Breckenridge: In America, the problem is slightly different. As we’ve heard, the amount of money that’s wasted in the system, but more importantly, the amount of money that’s taken out of the system as profit, is huge. This is one of the things that makes people angry in the red states, is how much money they spend on healthcare. People like Martin Shkreli, who don’t help at all, that’s a really unhelpful thing for the biotech industry, whose job is to compete for capital. The reason we can compete for capital is the hope that innovative drugs will still be reimbursed at a rate that will make risk-adjusted capital come to us, rather than to tech. I think the overall financial cost to the individual in this country probably has to decrease in a sustainable way, somehow.
Obviously, in this country, there are lots of things that are overpaid for. Drug costs here are overpaid for, that’s a whole separate discussion of how we in the UK limit the amount that we pay for medicines whereas Medicare can’t. It seems slightly insane, but it’s the way that goes. Having said that, the proportion of healthcare costs in the US that are spent on drugs is actually lower than the UK, because everything else is so expensive. That’s why things like technology—
Kirkpatrick: We still spend two times, on a per capita basis.
Breckenridge: Absolutely. I think the stuff that we’re hearing today is fantastic, because it really allows us to think about a more integrated, sane, efficient healthcare system. But we need to bring the patients with us. The question that you asked, that I was going to ask, is that a the end of the day, you need patients to come with you. And patients have a fixed view of what a healthcare system and a doctor should be. We did a clinical trial, actually, in our hospital, of getting doctors to wear different clothes to see whether it made a difference to patients. You had somebody wearing a shirt and tie, somebody wearing what a Silicon Valley guy would wear, and somebody wearing even more casual clothes. We found that even if they were giving the same information to patients, if you’re smarter the patients will listen to you more. It’s very interesting.
Kirkpatrick: Regardless of what you’re wearing?
Breckenridge: No, regardless of what you’re saying. It’s what you’re wearing, is what they’ve said. They’ve got fixed ideas—
Kirkpatrick: So which do they prefer?
Breckenridge: Smarter.
Kirkpatrick: Oh, you mean fancier. You’re using a Briticism. I thought you meant smart.
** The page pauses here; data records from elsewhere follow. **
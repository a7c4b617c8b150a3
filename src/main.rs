use std::fs::File;
use std::io::{self, BufReader, BufWriter};
use std::path::PathBuf;
use std::process::ExitCode;

use clap::{Parser, Subcommand};

use comp40::CodecError;

#[derive(Parser)]
#[command(name = "comp40", about = "Fixed 3:1-ratio lossy PPM image codec")]
struct Cli {
  #[command(subcommand)]
  command: Command,
}

#[derive(Subcommand)]
enum Command {
  /// Compress a binary PPM image into the COMP40 container format
  Compress {
    /// Input PPM path; reads stdin if omitted
    #[arg(short, long)]
    input: Option<PathBuf>,
    /// Output container path; writes stdout if omitted
    #[arg(short, long)]
    output: Option<PathBuf>,
  },
  /// Decompress a COMP40 container back into a binary PPM image
  Decompress {
    /// Input container path; reads stdin if omitted
    #[arg(short, long)]
    input: Option<PathBuf>,
    /// Output PPM path; writes stdout if omitted
    #[arg(short, long)]
    output: Option<PathBuf>,
  },
}

fn open_input(path: &Option<PathBuf>) -> io::Result<Box<dyn io::Read>> {
  match path {
    Some(p) => Ok(Box::new(BufReader::new(File::open(p)?))),
    None => Ok(Box::new(BufReader::new(io::stdin()))),
  }
}

fn open_output(path: &Option<PathBuf>) -> io::Result<Box<dyn io::Write>> {
  match path {
    Some(p) => Ok(Box::new(BufWriter::new(File::create(p)?))),
    None => Ok(Box::new(BufWriter::new(io::stdout()))),
  }
}

fn run() -> Result<(), CodecError> {
  env_logger::init();
  let cli = Cli::parse();

  match cli.command {
    Command::Compress { input, output } => {
      let reader = open_input(&input)?;
      let writer = open_output(&output)?;
      comp40::compress(reader, writer)
    }
    Command::Decompress { input, output } => {
      let reader = open_input(&input)?;
      let writer = open_output(&output)?;
      comp40::decompress(reader, writer)
    }
  }
}

fn main() -> ExitCode {
  match run() {
    Ok(()) => ExitCode::SUCCESS,
    Err(err) => {
      eprintln!("comp40: {err}");
      ExitCode::FAILURE
    }
  }
}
Breckenridge: Sorry, my Americanisms are improving.
Kirkpatrick: You mean, when they wear a suit, they get more credibility.
Breckenridge: Yes. That’s sort of a trivial example, but I think that if you suddenly say to a patient, “Your healthcare is now going to be delivered digitally,” patients are going to be fairly unhappy. There’s a fair amount of education of patients that we all need to do, to adapt them to the different healthcare environment that they’re going to be in. Doctors would be quite happy to do that, I’m sure. I think that’s probably something that needs to be thought of.
Kirkpatrick: Thank you for joining us, and relatively last minute, but I thought we needed this global view or at least transatlantic view. I think it’s interesting to think about what kind of healthcare system may be politically acceptable in the US coming forward. I don’t think we have a clue right now.
Breckenridge: Donald Trump, to finish up, he said in the past that he really admires the NHS, and he was very careful to say that he was going to replace Obamacare with something awesome, and great, and awesome. He was very careful to not say what it was, so it may be more relevant than you think.
Kirkpatrick: It may be. Thank you very much.